━━━ Dataset records ━━━
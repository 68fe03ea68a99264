// --- File: crates/services/salonbook_backend/src/handlers.rs ---
use crate::app_state::AppState;
use axum::{
    extract::{Query, State},
    http::StatusCode,
    response::Json,
};
use chrono_tz::Tz;
use salonbook_common::error::HttpStatusCode;
use salonbook_scheduling::{
    AvailabilityError, BookingMode, DayAvailability, QueryOverrides, Slot,
};
use serde::{Deserialize, Serialize};
use std::sync::Arc;
use tracing::info;

#[derive(Deserialize, Debug)]
pub struct AvailabilityQuery {
    /// Date in YYYY-MM-DD format, local to the salon time zone
    pub date: String,
    /// Key into the service catalog
    pub service_id: String,
    /// "normal" (default) or "extra"
    #[serde(default)]
    pub mode: Option<String>,
    /// Open hour override (0..23), for testing the windows
    pub open_hour: Option<u16>,
    /// Close hour override (0..24), for testing the windows
    pub close_hour: Option<u16>,
    /// Duration override in minutes
    pub duration: Option<u16>,
}

#[derive(Deserialize, Debug)]
pub struct AvailabilityRangeQuery {
    /// First date in YYYY-MM-DD format (inclusive)
    pub from: String,
    /// Last date in YYYY-MM-DD format (inclusive)
    pub to: String,
    pub service_id: String,
    #[serde(default)]
    pub mode: Option<String>,
}

#[derive(Serialize, Debug)]
#[cfg_attr(feature = "openapi", derive(utoipa::ToSchema))]
pub struct ServiceDto {
    pub id: String,
    pub name: String,
    pub duration_minutes: u16,
}

#[derive(Serialize, Debug)]
#[cfg_attr(feature = "openapi", derive(utoipa::ToSchema))]
pub struct SlotDto {
    /// RFC 3339 start in the salon time zone
    pub start: String,
    pub end: String,
    pub available: bool,
}

#[derive(Serialize, Debug)]
#[cfg_attr(feature = "openapi", derive(utoipa::ToSchema))]
pub struct DayAvailabilityResponse {
    pub date: String,
    /// True when the close hour was widened into the extra window
    pub extended: bool,
    pub slots: Vec<SlotDto>,
    /// Available local "HH:MM" starts, kept for older clients. A projection
    /// of `slots`, not an independent source of truth.
    pub times: Vec<String>,
}

#[derive(Serialize, Debug)]
#[cfg_attr(feature = "openapi", derive(utoipa::ToSchema))]
pub struct AvailabilityRangeResponse {
    pub days: Vec<DayAvailabilityResponse>,
}

fn slot_dto(slot: &Slot, tz: Tz) -> SlotDto {
    SlotDto {
        start: slot.start.with_timezone(&tz).to_rfc3339(),
        end: slot.end.with_timezone(&tz).to_rfc3339(),
        available: slot.available,
    }
}

fn day_response(day: &DayAvailability, tz: Tz) -> DayAvailabilityResponse {
    DayAvailabilityResponse {
        date: day.date.to_string(),
        extended: day.extended,
        slots: day.slots.iter().map(|slot| slot_dto(slot, tz)).collect(),
        times: day.available_starts(tz),
    }
}

fn parse_mode(raw: Option<&str>) -> Result<BookingMode, (StatusCode, String)> {
    match raw {
        None | Some("normal") => Ok(BookingMode::Normal),
        Some("extra") => Ok(BookingMode::Extra),
        Some(other) => Err((
            StatusCode::BAD_REQUEST,
            format!("unknown mode '{other}': expected 'normal' or 'extra'"),
        )),
    }
}

fn error_response(err: AvailabilityError) -> (StatusCode, String) {
    info!("availability request failed: {err}");
    let status =
        StatusCode::from_u16(err.status_code()).unwrap_or(StatusCode::INTERNAL_SERVER_ERROR);
    (status, err.to_string())
}

/// Handler to list the bookable service catalog.
#[axum::debug_handler]
pub async fn list_services_handler(State(state): State<Arc<AppState>>) -> Json<Vec<ServiceDto>> {
    let services = state
        .availability
        .catalog()
        .services()
        .iter()
        .map(|spec| ServiceDto {
            id: spec.id.clone(),
            name: spec.name.clone(),
            duration_minutes: spec.duration_minutes,
        })
        .collect();
    Json(services)
}

/// Handler to get one day's slots.
#[axum::debug_handler]
pub async fn get_availability_handler(
    State(state): State<Arc<AppState>>,
    Query(query): Query<AvailabilityQuery>,
) -> Result<Json<DayAvailabilityResponse>, (StatusCode, String)> {
    let mode = parse_mode(query.mode.as_deref())?;
    let overrides = QueryOverrides {
        // Saturate rather than overflow; the window constructor rejects
        // anything past 24:00 with a proper 400.
        open_minute: query.open_hour.map(|h| h.saturating_mul(60)),
        close_minute: query.close_hour.map(|h| h.saturating_mul(60)),
        duration_minutes: query.duration,
    };
    let day = state
        .availability
        .get_availability_with(&query.date, &query.service_id, mode, overrides)
        .await
        .map_err(error_response)?;
    Ok(Json(day_response(&day, state.availability.zone())))
}

/// Handler to get slots for an inclusive date range, one fetch per day.
#[axum::debug_handler]
pub async fn get_availability_range_handler(
    State(state): State<Arc<AppState>>,
    Query(query): Query<AvailabilityRangeQuery>,
) -> Result<Json<AvailabilityRangeResponse>, (StatusCode, String)> {
    let mode = parse_mode(query.mode.as_deref())?;
    let days = state
        .availability
        .get_availability_range(&query.from, &query.to, &query.service_id, mode)
        .await
        .map_err(error_response)?;
    let tz = state.availability.zone();
    Ok(Json(AvailabilityRangeResponse {
        days: days.iter().map(|day| day_response(day, tz)).collect(),
    }))
}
━━━
_Required action:_
Across the records above, tally the lines that contain "into" and return the number alone.

_Expected output:_
2